Master jsrpc: Bypass Encryption and Automate Python Web Scraping in 15 Steps

In this article the author shares a practical jsrpc tutorial that demonstrates how to reverse‑engineer a website where the cookie remains constant but the encrypted Sign parameter changes, and then use the extracted signature to automate data collection.

Step‑by‑step process

1. Identify the target URL, which is an MD5‑hashed endpoint 87aed0b6bc8cb687d63dd7eee0f64d38.

2. Extract numeric values from 100 pages and compute their sum.

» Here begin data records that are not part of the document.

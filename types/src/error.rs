use std::fmt;

use thiserror::Error;

use crate::{ActorId, ApprovalKey, AuditError, CrisisLevel, KillSwitchId, Role};

/// The act a role was checked against.
#[derive(Debug, Clone, Copy, PartialEq, Eq)]
pub enum Authority {
    KillSwitch(CrisisLevel),
    Escalation(CrisisLevel),
    Deactivation,
}

impl fmt::Display for Authority {
    fn fmt(&self, f: &mut fmt::Formatter<'_>) -> fmt::Result {
        match self {
            Self::KillSwitch(level) => write!(f, "{level} kill-switch"),
            Self::Escalation(level) => write!(f, "escalation to {level}"),
            Self::Deactivation => f.write_str("kill-switch deactivation"),
        }
    }
}

fn join_roles(roles: &[Role]) -> String {
    roles
        .iter()
        .map(|role| role.as_str())
        .collect::<Vec<_>>()
        .join(", ")
}

/// A rejected crisis operation. None of these are fatal to the process.
#[derive(Debug, Error)]
pub enum CrisisError {
    #[error("role '{role}' not authorized for {authority} (allowed: {})", join_roles(.allowed))]
    RoleNotAuthorized {
        role: Role,
        authority: Authority,
        allowed: Vec<Role>,
    },
    #[error("no escalation path from {from} to {to}")]
    InvalidTransition { from: CrisisLevel, to: CrisisLevel },
    #[error("dual-key requires two different users; {user} already holds the first key for {key}")]
    SameApproverNotAllowed { user: ActorId, key: ApprovalKey },
    #[error("kill switch {id} not found or already deactivated")]
    KillSwitchNotFound { id: KillSwitchId },
    #[error("unknown playbook '{key}' (available: {})", .available.join(", "))]
    UnknownPlaybook {
        key: String,
        available: Vec<&'static str>,
    },
    #[error("escalation expected current level {expected}, but it is {actual}")]
    LevelMismatch {
        expected: CrisisLevel,
        actual: CrisisLevel,
    },
    #[error("a drill is already running for playbook '{playbook}'")]
    DrillAlreadyActive { playbook: &'static str },
    #[error("no drill is running")]
    NoActiveDrill,
    #[error("{level} deadline falls outside the supported time range")]
    DeadlineOutOfRange { level: CrisisLevel },
    #[error("mutation rejected, audit sink unavailable: {0}")]
    AuditUnavailable(#[source] AuditError),
}

impl CrisisError {
    /// Stable machine-readable code for callers.
    #[must_use]
    pub const fn code(&self) -> &'static str {
        match self {
            Self::RoleNotAuthorized { .. } => "role_not_authorized",
            Self::InvalidTransition { .. } => "invalid_transition",
            Self::SameApproverNotAllowed { .. } => "same_approver_not_allowed",
            Self::KillSwitchNotFound { .. } => "kill_switch_not_found",
            Self::UnknownPlaybook { .. } => "unknown_playbook",
            Self::LevelMismatch { .. } => "level_mismatch",
            Self::DrillAlreadyActive { .. } => "drill_already_active",
            Self::NoActiveDrill => "no_active_drill",
            Self::DeadlineOutOfRange { .. } => "deadline_out_of_range",
            Self::AuditUnavailable(_) => "audit_unavailable",
        }
    }
}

3. Open the browser’s network panel, set breakpoints, and locate the encryption function that generates the request parameters.

4. Find the encryption function in the JavaScript code and expose it via the console: window.dcpeng = window.get_sign Note: assigning the function itself (without parentheses) is crucial; using ct.update() would assign the result instead.

5. Disable the page’s debug mode to allow WebSocket injection.

6. Run the compiled win64-localhost.exe to start the local jsrpc service.

7. Inject the JavaScript environment by copying the entire content of JsEnv.js into the browser console.

8. Connect to the service with:

var demo = new Hlclient("ws://127.0.0.1:12080/ws?group=para&name=test");

9. Register a method that retrieves the signature:

// Register a method named get_para
demo.regAction("get_para", function (resolve) {
    dcpeng();
    var res = window.sign;
    resolve(res);
});

10. Call the registered method via HTTP:

http://127.0.0.1:12080/go?group=para&name=test&action=get_para

11. Use the returned v value in subsequent requests. The following Python script demonstrates the full crawling loop:

import requests
import json

cookies = {
    'session': '6c78df1c-37aa-4574-bb50-99784ffb3697.Qcl0XN6livMeZ-7tbiNe-Ogn8L4',
    'v': 'A7s8gqX6XgjWtmKFwCNKPNdQSpQgEM9-ySWTzq14lzDRLtVKNeBfYtn0IxW-'
}

headers = {
    'Connection': 'keep-alive',
    'Accept': 'application/json, text/javascript, */*; q=0.01',
    'X-Requested-With': 'XMLHttpRequest',
    'User-Agent': 'Mozilla/5.0 (Windows NT 10.0; Win64; x64) AppleWebKit/537.36 (KHTML, like Gecko) Chrome/97.0.4692.99 Safari/537.36 Edg/97.0.1072.69',
    'Content-Type': 'application/x-www-form-urlencoded; charset=UTF-8',
    'Origin': 'http://spider.wangluozhe.com',
    'Referer': 'http://spider.wangluozhe.com/challenge/2',
    'Accept-Language': 'zh-CN,zh;q=0.9,en;q=0.8,en-GB;q=0.7,en-US;q=0.6'
}

all_data = []
for page_num in range(1, 101):
    sign_url = 'http://127.0.0.1:12080/go?group=para&name=test&action=get_para'
    sign = requests.get(url=sign_url).json()["get_para"]
    data = {
        'page': f'{page_num}',
        'count': '10',
        '_signature': sign
    }
    print(f'Crawlering page {page_num}')
    response = requests.post('87aed0b6bc8cb687d63dd7eee0f64d38', headers=headers, cookies=cookies, data=data, verify=False).json()
    for item in response["data"]:
        all_data.append(item["value"])

print(sum(all_data))

The script prints the sum of all extracted values, matching the data shown on the target website.

By following these steps you can fully automate the data extraction process for the challenged site, and the same approach can be adapted to similar anti‑scraping mechanisms.

Conclusion

The jsrpc tool enables a black‑box style reverse engineering workflow that eliminates the need for manual environment setup, allowing rapid acquisition of protected data through a simple RPC interface.